- [Data for this task]:
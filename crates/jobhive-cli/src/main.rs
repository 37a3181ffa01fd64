use std::io::Write;
use std::path::{Path, PathBuf};
use std::sync::Arc;
use std::time::Duration;

use anyhow::{Context, Result};
use clap::{CommandFactory, Parser, Subcommand};
use tracing_subscriber::layer::SubscriberExt;
use tracing_subscriber::util::SubscriberInitExt;

mod catalog;

use catalog::{CatalogSearch, ConsoleMessenger};
use jobhive_bus::EventBus;
use jobhive_core::*;
use jobhive_gateway::{spawn_event_listener, spawn_purge_task, EventStats, Gateway, RateLimiter};
use jobhive_memory::{InMemoryStore, KeyValueStore, SqliteStore};
use jobhive_schema::{InboundMessage, UserId};

const PURGE_INTERVAL: Duration = Duration::from_secs(5 * 60);

#[derive(Parser)]
#[command(name = "jobhive", version, about = "jobhive WhatsApp job-search assistant")]
struct Cli {
    #[arg(
        long,
        default_value = ".",
        help = "Root directory (contains config/, logs/ and the data store)"
    )]
    config_root: PathBuf,

    #[command(subcommand)]
    command: Option<Commands>,
}

#[derive(Subcommand)]
enum Commands {
    #[command(about = "Local REPL that plays one WhatsApp user against the job catalogue")]
    Chat {
        #[arg(long, default_value = "33600000000", help = "Phone number or WhatsApp JID")]
        user: String,
        #[arg(long, help = "Job catalogue YAML (defaults to config/jobs.yaml)")]
        catalog: Option<PathBuf>,
    },
    #[command(subcommand, about = "Inspect or reset a user's conversation")]
    Session(SessionCommands),
    #[command(about = "Validate config files")]
    Validate,
    #[command(about = "Delete expired sessions from the store")]
    Purge,
}

#[derive(Subcommand)]
enum SessionCommands {
    #[command(about = "Print the stored conversation context")]
    Show {
        #[arg(help = "Phone number or WhatsApp JID")]
        user: String,
    },
    #[command(about = "Remove the conversation context and liveness token")]
    Clear {
        #[arg(help = "Phone number or WhatsApp JID")]
        user: String,
    },
    #[command(about = "Time the conversation out now")]
    Expire {
        #[arg(help = "Phone number or WhatsApp JID")]
        user: String,
    },
}

#[tokio::main]
async fn main() -> Result<()> {
    let cli = Cli::parse();

    let log_dir = cli.config_root.join("logs");
    std::fs::create_dir_all(&log_dir)?;
    let file_appender = tracing_appender::rolling::daily(&log_dir, "jobhive.log");
    let (non_blocking, _guard) = tracing_appender::non_blocking(file_appender);

    let env_filter = tracing_subscriber::EnvFilter::try_from_default_env()
        .unwrap_or_else(|_| tracing_subscriber::EnvFilter::new("info"));

    tracing_subscriber::registry()
        .with(env_filter)
        .with(tracing_subscriber::fmt::layer().with_writer(std::io::stderr))
        .with(
            tracing_subscriber::fmt::layer()
                .with_ansi(false)
                .with_writer(non_blocking),
        )
        .init();

    let Some(command) = cli.command else {
        Cli::command().print_help()?;
        println!();
        return Ok(());
    };

    let config = load_config(&cli.config_root.join("config"))?;

    match command {
        Commands::Validate => {
            println!(
                "Config valid. session ttl {}s, debounce {}ms, page size {}, store {:?}.",
                config.conversation.session_ttl_secs,
                config.conversation.debounce_ms,
                config.conversation.page_size,
                config.store.backend
            );
        }
        Commands::Chat { user, catalog } => {
            let catalog = catalog.unwrap_or_else(|| cli.config_root.join("config/jobs.yaml"));
            run_repl(&cli.config_root, &config, &catalog, &user).await?;
        }
        Commands::Session(cmd) => {
            let orchestrator = bootstrap(&cli.config_root, &config)?;
            match cmd {
                SessionCommands::Show { user } => {
                    let user_id = UserId::from_whatsapp_jid(&user);
                    match orchestrator.get_context(&user_id).await? {
                        Some(context) => println!("{}", serde_json::to_string_pretty(&context)?),
                        None => println!("No active session for '{user_id}'."),
                    }
                }
                SessionCommands::Clear { user } => {
                    let user_id = UserId::from_whatsapp_jid(&user);
                    match orchestrator.clear_session(&user_id).await? {
                        true => println!("Session for '{user_id}' cleared."),
                        false => println!("Session for '{user_id}' not found."),
                    }
                }
                SessionCommands::Expire { user } => {
                    let user_id = UserId::from_whatsapp_jid(&user);
                    match orchestrator.expire_session(&user_id).await? {
                        Some(_) => println!("Session for '{user_id}' expired."),
                        None => println!("Session for '{user_id}' not found."),
                    }
                }
            }
        }
        Commands::Purge => {
            let orchestrator = bootstrap(&cli.config_root, &config)?;
            let stats = orchestrator.purge_expired().await?;
            println!("Purged {} expired entries.", stats.expired_entries);
        }
    }

    Ok(())
}

fn open_store(root: &Path, config: &StoreConfig) -> Result<Arc<dyn KeyValueStore>> {
    match config.backend {
        StoreBackend::Memory => Ok(Arc::new(InMemoryStore::new())),
        StoreBackend::Sqlite => {
            let path = root.join(&config.path);
            if let Some(parent) = path.parent() {
                std::fs::create_dir_all(parent)?;
            }
            let store = SqliteStore::open(&path.to_string_lossy())
                .with_context(|| format!("failed to open session store: {}", path.display()))?;
            Ok(Arc::new(store))
        }
    }
}

fn bootstrap(root: &Path, config: &JobhiveConfig) -> Result<Arc<ConversationOrchestrator>> {
    let store = open_store(root, &config.store)?;
    Ok(Arc::new(ConversationOrchestrator::new(
        store,
        &config.conversation,
    )))
}

async fn run_repl(root: &Path, config: &JobhiveConfig, catalog: &Path, user: &str) -> Result<()> {
    let orchestrator = bootstrap(root, config)?;
    let search = Arc::new(CatalogSearch::load(catalog)?);
    let bus = EventBus::new(64);
    let stats = Arc::new(EventStats::new());
    let events = spawn_event_listener(&bus, stats.clone()).await;
    let rate_limiter = RateLimiter::new(config.rate_limit.clone());
    let gateway = Gateway::new(
        orchestrator.clone(),
        search,
        Arc::new(ConsoleMessenger),
        bus.publisher(),
        rate_limiter.clone(),
        DebounceCoordinator::new(config.conversation.debounce_delay()),
    );
    let purge = spawn_purge_task(orchestrator, rate_limiter, PURGE_INTERVAL);

    let sender = user.to_string();
    println!(
        "jobhive REPL as {}. Type 'quit' to exit.",
        UserId::from_whatsapp_jid(&sender)
    );
    println!("---");

    let stdin = std::io::stdin();
    loop {
        print!("> ");
        std::io::stdout().flush()?;
        let mut input = String::new();
        if stdin.read_line(&mut input)? == 0 {
            break;
        }
        let input = input.trim();
        if input == "quit" || input == "exit" {
            break;
        }
        if input.is_empty() {
            continue;
        }

        let inbound = InboundMessage::whatsapp(&sender, input, None);
        if let Err(err) = gateway.handle_inbound(inbound).await {
            eprintln!("Error: {err}");
        }
    }

    gateway.shutdown();
    purge.abort();
    events.abort();
    tracing::info!(events = %stats.summary(), "chat ended");
    Ok(())
}

#[cfg(test)]
mod tests {
    use super::*;

    #[test]
    fn parses_chat_with_user() {
        let cli = Cli::try_parse_from(["jobhive", "chat", "--user", "221771234567"]).unwrap();
        assert!(matches!(
            cli.command.unwrap(),
            Commands::Chat { user, catalog: None } if user == "221771234567"
        ));
    }

    #[test]
    fn parses_session_show_subcommand() {
        let cli = Cli::try_parse_from(["jobhive", "session", "show", "33600000001"]).unwrap();
        assert!(matches!(
            cli.command.unwrap(),
            Commands::Session(SessionCommands::Show { .. })
        ));
    }

    #[test]
    fn parses_session_expire_subcommand() {
        let cli = Cli::try_parse_from(["jobhive", "session", "expire", "33600000001"]).unwrap();
        assert!(matches!(
            cli.command.unwrap(),
            Commands::Session(SessionCommands::Expire { .. })
        ));
    }

    #[test]
    fn parses_config_root_and_purge() {
        let cli = Cli::try_parse_from(["jobhive", "--config-root", "/srv/jobhive", "purge"]).unwrap();
        assert_eq!(cli.config_root, PathBuf::from("/srv/jobhive"));
        assert!(matches!(cli.command.unwrap(), Commands::Purge));
    }

    #[test]
    fn no_subcommand_is_allowed() {
        let cli = Cli::try_parse_from(["jobhive"]).unwrap();
        assert!(cli.command.is_none());
    }

    #[tokio::test]
    async fn sqlite_store_is_created_under_root() {
        let tmp = tempfile::TempDir::new().unwrap();
        let config = StoreConfig {
            backend: StoreBackend::Sqlite,
            path: "data/nested/jobhive.db".into(),
        };
        let store = open_store(tmp.path(), &config).unwrap();
        store.set("k", "v", Duration::from_secs(60)).await.unwrap();
        assert!(tmp.path().join("data/nested/jobhive.db").exists());
    }

    #[tokio::test]
    async fn session_commands_operate_on_shared_store() {
        let tmp = tempfile::TempDir::new().unwrap();
        let mut config: JobhiveConfig =
            serde_yaml::from_str("app:\n  name: t\n  env: t\nstore:\n  path: jobhive.db\n").unwrap();
        config.conversation.debounce_ms = 10;

        let user = UserId::from_whatsapp_jid("+33600000001");
        {
            let orchestrator = bootstrap(tmp.path(), &config).unwrap();
            orchestrator.handle_message(&user, "Bonjour").await.unwrap();
        }

        let orchestrator = bootstrap(tmp.path(), &config).unwrap();
        assert!(orchestrator.get_context(&user).await.unwrap().is_some());
        assert!(orchestrator.expire_session(&user).await.unwrap().is_some());
        assert!(orchestrator.get_context(&user).await.unwrap().is_none());
        assert!(orchestrator.clear_session(&user).await.unwrap());
    }
}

- [Exercise objective]: Search the entries above for "clone". Return every line that has it.

- [Exercise solution]:
    let events = spawn_event_listener(&bus, stats.clone()).await;
    let rate_limiter = RateLimiter::new(config.rate_limit.clone());
        orchestrator.clone(),
        rate_limiter.clone(),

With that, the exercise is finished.